───── Source records ─────
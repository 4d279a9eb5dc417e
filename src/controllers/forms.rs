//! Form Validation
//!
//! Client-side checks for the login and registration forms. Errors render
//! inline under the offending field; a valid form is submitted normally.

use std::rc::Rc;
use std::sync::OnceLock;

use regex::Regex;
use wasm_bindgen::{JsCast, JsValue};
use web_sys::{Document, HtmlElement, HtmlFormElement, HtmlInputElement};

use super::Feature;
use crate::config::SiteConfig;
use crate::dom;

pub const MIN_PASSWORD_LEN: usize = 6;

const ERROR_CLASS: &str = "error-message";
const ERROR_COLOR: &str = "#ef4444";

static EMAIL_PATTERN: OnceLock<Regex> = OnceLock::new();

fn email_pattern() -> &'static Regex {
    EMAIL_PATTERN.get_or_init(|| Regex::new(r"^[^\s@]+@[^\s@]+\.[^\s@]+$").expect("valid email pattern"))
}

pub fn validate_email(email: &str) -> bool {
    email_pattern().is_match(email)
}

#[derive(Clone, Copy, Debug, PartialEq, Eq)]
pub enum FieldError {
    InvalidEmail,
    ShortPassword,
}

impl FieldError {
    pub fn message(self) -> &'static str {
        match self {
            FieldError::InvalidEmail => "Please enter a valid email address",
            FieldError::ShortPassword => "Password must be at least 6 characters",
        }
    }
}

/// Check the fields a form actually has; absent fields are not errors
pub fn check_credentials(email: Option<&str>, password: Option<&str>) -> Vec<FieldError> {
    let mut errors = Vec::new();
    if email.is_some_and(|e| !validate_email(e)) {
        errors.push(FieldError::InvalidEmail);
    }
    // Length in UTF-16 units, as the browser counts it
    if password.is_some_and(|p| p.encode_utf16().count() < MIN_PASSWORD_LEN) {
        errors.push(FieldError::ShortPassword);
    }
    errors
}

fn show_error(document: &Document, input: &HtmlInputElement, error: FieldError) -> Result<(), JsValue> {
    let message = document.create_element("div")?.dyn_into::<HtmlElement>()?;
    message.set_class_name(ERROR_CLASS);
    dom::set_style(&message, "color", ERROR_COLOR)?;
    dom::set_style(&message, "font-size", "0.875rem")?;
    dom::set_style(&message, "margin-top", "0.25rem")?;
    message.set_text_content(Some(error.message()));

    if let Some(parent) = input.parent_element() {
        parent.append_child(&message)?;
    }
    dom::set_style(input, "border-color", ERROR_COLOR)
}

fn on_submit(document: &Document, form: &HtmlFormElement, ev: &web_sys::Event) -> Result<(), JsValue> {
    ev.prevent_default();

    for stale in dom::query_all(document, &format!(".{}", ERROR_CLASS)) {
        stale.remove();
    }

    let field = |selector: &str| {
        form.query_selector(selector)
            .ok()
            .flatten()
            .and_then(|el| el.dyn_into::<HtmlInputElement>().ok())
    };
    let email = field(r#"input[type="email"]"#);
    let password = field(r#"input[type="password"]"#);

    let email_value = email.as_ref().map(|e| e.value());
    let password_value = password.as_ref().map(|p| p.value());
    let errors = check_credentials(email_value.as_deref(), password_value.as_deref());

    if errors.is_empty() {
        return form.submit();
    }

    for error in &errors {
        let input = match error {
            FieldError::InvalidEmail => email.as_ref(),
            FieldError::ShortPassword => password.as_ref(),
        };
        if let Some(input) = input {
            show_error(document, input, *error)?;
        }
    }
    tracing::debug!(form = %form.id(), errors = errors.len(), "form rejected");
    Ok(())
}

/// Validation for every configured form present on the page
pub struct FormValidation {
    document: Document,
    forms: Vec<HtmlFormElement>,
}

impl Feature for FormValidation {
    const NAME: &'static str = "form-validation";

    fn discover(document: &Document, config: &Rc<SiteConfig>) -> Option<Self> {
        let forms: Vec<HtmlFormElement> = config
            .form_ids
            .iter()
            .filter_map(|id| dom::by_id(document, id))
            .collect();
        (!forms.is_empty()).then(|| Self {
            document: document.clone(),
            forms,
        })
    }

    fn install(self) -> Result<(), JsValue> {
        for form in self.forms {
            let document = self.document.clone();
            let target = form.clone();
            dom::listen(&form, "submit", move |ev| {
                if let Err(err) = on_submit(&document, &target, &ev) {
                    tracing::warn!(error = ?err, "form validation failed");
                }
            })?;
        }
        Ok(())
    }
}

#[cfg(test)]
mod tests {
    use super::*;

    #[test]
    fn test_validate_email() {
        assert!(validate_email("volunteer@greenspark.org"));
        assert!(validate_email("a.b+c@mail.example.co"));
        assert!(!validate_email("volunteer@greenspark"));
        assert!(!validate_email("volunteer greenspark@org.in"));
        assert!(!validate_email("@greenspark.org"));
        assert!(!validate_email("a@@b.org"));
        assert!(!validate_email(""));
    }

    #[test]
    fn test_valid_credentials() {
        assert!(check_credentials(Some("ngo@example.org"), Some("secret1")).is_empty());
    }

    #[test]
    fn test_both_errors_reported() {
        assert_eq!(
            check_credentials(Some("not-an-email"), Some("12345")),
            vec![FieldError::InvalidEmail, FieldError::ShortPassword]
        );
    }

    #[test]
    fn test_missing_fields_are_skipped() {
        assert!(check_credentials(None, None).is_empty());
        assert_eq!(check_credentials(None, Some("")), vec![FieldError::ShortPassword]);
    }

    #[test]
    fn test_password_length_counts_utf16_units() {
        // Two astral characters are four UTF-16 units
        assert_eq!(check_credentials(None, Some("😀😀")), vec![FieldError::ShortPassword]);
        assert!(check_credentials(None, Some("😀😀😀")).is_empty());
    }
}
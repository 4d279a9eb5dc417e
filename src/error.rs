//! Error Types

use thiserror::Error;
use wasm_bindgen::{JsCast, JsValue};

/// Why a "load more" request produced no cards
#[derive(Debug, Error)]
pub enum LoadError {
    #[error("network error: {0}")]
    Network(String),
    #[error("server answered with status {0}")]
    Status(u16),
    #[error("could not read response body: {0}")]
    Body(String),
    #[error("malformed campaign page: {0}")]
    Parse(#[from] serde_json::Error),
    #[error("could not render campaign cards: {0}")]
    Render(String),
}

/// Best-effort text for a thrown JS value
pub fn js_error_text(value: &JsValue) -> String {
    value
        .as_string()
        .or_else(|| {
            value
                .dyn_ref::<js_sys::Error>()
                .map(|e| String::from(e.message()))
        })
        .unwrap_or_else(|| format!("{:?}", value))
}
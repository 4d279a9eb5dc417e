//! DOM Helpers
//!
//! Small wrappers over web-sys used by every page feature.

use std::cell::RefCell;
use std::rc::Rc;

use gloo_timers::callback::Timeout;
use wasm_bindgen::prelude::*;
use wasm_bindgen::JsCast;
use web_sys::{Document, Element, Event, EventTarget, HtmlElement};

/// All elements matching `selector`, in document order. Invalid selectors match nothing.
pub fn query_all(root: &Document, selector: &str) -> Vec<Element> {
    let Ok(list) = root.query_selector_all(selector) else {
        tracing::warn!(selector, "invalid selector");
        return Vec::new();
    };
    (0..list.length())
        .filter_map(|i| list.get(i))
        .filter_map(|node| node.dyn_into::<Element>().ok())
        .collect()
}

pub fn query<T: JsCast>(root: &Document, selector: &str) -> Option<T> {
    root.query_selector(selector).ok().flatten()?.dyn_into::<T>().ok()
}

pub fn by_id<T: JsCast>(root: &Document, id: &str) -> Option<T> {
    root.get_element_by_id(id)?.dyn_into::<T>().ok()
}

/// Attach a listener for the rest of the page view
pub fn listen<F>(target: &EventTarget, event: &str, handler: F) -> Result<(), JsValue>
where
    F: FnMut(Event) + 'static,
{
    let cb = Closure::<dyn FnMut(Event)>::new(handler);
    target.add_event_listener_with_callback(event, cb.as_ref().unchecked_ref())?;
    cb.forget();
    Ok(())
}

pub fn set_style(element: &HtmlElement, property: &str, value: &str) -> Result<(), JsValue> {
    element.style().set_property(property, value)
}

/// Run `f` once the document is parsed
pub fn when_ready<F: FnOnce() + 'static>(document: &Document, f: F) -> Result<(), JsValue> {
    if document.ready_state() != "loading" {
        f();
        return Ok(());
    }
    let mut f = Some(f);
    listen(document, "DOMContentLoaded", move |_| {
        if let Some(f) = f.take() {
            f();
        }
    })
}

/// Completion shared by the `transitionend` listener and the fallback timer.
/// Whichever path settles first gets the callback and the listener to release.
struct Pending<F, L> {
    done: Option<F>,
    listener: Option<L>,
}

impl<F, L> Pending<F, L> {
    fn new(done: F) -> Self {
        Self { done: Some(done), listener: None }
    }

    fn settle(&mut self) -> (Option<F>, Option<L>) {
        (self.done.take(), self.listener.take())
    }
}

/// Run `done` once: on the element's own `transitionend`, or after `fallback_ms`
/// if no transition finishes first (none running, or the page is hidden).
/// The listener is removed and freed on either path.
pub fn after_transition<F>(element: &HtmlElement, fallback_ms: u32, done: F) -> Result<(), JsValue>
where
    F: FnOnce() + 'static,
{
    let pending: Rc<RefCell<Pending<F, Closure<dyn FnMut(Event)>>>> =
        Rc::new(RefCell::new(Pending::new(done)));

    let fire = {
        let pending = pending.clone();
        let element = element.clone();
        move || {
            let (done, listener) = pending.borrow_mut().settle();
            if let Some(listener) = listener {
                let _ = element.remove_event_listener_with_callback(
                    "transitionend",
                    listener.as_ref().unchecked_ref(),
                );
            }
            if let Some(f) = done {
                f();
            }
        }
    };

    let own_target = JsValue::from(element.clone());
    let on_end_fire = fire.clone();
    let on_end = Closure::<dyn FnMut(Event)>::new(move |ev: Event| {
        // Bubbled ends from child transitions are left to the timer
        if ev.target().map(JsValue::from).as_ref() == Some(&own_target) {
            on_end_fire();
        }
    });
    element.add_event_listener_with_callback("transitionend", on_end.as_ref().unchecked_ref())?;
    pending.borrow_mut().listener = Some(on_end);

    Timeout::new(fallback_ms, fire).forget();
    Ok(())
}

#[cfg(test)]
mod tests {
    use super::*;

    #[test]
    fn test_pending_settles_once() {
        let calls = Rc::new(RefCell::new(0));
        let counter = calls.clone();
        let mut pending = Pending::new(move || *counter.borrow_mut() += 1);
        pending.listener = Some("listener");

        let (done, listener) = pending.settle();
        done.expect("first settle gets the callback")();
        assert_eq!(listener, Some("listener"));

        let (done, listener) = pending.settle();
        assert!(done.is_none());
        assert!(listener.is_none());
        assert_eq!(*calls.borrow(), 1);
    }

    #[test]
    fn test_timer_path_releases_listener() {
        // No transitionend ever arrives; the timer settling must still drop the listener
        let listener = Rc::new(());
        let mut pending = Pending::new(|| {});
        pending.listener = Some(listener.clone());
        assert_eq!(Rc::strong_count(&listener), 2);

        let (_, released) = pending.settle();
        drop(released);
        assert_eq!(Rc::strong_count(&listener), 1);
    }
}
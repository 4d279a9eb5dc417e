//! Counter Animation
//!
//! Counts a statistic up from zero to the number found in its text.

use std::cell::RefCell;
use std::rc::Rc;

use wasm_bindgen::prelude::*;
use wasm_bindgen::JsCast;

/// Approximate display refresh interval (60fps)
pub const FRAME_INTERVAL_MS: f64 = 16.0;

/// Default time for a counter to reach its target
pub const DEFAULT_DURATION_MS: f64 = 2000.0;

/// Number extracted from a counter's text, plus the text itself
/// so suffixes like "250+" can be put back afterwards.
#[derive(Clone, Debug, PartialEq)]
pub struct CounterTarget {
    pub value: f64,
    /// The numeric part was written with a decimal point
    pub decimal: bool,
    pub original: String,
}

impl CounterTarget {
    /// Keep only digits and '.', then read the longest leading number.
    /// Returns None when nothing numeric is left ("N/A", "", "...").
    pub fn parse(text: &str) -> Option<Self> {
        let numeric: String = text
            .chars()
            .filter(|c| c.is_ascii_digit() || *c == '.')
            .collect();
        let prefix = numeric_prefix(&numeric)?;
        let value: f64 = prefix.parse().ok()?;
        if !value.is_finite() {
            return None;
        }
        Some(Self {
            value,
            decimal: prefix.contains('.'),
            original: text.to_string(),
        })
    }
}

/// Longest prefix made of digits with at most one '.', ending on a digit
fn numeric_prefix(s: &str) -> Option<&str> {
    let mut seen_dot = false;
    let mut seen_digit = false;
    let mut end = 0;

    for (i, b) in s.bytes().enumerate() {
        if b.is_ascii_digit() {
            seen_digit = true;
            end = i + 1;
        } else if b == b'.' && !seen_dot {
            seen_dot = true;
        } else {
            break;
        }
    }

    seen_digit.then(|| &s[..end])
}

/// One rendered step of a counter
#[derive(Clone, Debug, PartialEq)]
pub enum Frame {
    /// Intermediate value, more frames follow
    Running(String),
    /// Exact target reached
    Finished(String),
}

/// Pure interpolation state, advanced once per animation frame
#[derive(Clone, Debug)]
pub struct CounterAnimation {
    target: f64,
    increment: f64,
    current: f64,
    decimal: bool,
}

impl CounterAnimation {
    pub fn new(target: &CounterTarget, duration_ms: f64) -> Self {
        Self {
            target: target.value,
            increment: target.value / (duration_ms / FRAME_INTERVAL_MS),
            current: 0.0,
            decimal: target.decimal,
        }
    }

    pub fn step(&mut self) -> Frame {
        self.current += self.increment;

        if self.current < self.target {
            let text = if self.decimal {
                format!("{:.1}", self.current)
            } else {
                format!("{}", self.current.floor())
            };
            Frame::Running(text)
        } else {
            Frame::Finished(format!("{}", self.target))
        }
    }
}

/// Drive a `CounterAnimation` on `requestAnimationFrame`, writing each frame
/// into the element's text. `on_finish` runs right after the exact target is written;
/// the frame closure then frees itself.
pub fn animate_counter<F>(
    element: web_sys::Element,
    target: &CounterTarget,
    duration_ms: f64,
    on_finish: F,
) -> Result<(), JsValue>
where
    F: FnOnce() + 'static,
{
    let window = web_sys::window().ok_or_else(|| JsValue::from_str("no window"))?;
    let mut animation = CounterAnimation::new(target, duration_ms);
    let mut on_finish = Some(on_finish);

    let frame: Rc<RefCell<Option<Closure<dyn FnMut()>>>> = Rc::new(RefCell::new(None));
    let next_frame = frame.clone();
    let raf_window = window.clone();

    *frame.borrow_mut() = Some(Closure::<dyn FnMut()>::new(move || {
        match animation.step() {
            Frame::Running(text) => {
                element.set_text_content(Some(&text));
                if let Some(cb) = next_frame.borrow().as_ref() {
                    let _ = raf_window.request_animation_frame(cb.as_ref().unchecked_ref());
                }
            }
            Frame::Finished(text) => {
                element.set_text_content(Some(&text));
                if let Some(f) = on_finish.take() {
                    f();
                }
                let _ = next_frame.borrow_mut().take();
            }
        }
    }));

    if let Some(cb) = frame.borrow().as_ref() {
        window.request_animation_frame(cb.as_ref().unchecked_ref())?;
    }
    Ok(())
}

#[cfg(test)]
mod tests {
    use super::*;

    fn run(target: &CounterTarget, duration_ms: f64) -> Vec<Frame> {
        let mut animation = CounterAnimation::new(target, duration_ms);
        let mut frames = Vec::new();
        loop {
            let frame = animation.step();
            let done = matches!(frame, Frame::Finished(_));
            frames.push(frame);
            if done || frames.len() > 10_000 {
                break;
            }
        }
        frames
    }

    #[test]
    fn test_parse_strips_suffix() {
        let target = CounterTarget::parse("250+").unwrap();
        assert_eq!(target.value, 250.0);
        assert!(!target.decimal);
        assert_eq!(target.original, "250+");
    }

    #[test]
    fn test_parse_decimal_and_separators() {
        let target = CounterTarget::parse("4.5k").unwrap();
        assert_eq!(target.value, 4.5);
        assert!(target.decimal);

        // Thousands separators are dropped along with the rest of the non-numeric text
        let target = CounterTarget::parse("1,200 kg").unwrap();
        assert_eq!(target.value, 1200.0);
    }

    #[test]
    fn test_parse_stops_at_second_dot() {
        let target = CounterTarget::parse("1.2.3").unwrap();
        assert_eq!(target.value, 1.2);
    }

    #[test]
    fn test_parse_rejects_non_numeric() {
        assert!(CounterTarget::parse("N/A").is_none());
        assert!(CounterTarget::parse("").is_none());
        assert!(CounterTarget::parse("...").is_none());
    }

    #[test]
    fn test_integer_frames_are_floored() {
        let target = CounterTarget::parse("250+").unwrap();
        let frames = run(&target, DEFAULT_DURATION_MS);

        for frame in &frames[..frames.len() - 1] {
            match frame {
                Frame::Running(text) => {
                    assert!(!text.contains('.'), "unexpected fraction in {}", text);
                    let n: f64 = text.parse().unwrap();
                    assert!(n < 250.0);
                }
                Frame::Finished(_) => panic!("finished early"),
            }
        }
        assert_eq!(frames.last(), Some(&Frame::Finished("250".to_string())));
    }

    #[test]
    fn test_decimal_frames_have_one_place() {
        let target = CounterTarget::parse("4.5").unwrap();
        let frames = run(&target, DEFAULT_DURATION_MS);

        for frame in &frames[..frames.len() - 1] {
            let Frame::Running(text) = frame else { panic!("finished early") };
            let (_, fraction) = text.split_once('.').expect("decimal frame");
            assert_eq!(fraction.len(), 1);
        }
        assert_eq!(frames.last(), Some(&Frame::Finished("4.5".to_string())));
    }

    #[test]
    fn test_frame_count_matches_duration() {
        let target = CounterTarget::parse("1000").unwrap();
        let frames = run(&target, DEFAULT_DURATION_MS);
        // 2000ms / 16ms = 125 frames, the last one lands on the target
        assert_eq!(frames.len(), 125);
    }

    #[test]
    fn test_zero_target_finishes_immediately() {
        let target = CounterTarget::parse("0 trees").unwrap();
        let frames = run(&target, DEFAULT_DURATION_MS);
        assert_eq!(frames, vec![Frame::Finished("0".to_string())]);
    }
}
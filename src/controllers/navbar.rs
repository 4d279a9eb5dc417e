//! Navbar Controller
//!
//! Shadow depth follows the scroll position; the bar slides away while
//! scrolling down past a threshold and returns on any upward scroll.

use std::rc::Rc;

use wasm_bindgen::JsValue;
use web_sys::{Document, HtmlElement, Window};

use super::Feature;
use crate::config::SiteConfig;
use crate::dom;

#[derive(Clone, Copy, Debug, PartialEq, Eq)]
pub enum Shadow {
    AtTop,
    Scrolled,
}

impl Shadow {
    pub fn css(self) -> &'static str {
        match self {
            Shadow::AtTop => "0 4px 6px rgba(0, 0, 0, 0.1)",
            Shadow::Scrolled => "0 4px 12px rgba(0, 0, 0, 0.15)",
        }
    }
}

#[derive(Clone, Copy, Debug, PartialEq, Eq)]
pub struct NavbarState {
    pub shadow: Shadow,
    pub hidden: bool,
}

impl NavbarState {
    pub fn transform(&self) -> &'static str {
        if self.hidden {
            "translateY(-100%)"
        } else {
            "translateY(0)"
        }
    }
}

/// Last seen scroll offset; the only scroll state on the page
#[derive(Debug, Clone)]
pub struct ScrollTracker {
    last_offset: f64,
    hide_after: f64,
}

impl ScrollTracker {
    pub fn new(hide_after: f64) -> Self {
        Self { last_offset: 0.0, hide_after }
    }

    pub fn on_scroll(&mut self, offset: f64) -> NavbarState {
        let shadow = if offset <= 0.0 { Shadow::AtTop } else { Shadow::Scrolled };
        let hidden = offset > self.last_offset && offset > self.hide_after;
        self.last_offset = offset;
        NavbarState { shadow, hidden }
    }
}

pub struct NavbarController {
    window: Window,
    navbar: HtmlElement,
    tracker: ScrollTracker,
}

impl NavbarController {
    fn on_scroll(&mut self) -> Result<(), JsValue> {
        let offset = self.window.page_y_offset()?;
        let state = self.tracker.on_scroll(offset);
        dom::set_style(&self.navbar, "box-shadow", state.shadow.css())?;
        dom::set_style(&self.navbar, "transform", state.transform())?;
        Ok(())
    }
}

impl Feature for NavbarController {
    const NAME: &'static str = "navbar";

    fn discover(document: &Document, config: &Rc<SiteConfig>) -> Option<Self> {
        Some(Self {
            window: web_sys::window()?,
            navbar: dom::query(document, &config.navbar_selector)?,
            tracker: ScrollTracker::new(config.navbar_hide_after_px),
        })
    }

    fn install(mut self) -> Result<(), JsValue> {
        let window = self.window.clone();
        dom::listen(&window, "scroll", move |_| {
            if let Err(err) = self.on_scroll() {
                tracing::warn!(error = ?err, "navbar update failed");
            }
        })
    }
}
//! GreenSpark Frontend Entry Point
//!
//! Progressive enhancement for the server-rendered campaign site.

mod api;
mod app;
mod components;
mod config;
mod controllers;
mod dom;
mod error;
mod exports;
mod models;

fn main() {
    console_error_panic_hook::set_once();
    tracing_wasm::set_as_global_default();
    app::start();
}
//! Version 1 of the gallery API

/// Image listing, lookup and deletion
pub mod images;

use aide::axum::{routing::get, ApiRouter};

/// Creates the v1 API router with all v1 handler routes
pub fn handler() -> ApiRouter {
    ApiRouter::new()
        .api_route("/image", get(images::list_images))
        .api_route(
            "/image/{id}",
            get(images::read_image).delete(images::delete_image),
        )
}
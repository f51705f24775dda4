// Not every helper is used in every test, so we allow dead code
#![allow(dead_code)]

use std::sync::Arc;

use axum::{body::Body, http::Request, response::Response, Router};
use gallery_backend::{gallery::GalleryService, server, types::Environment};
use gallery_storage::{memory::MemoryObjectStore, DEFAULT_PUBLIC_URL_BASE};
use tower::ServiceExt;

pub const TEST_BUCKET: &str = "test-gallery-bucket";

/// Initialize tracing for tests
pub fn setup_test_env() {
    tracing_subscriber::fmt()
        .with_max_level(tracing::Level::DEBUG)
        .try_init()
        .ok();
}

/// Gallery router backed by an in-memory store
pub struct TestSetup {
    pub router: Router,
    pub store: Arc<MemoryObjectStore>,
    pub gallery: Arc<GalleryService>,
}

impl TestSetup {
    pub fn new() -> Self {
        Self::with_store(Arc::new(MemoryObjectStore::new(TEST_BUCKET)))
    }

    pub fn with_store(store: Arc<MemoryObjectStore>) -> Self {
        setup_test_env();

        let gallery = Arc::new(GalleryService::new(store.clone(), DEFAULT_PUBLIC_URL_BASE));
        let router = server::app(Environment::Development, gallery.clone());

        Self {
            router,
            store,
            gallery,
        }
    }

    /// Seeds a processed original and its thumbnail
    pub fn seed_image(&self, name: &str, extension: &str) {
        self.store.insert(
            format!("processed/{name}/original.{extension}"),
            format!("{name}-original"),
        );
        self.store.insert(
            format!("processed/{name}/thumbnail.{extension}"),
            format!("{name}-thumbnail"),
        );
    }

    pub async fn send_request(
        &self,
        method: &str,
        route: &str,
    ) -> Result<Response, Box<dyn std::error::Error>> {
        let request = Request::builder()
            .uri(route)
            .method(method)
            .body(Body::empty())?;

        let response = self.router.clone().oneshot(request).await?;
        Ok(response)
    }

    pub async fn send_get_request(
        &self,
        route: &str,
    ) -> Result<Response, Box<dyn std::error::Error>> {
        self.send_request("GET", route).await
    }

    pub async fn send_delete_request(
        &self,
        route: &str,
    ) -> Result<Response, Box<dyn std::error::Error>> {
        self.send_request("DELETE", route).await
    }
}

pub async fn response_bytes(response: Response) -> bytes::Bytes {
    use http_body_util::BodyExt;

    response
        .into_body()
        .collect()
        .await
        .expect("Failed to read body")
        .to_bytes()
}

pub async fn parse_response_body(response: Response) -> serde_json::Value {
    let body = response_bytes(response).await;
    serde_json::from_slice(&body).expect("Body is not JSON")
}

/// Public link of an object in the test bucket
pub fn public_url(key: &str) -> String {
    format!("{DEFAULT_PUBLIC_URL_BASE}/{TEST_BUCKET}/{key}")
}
─────
## Activity
Look through the entries above, and wherever a line holds the word "allow", copy it.

## Output of the exercise
// Not every helper is used in every test, so we allow dead code
#![allow(dead_code)]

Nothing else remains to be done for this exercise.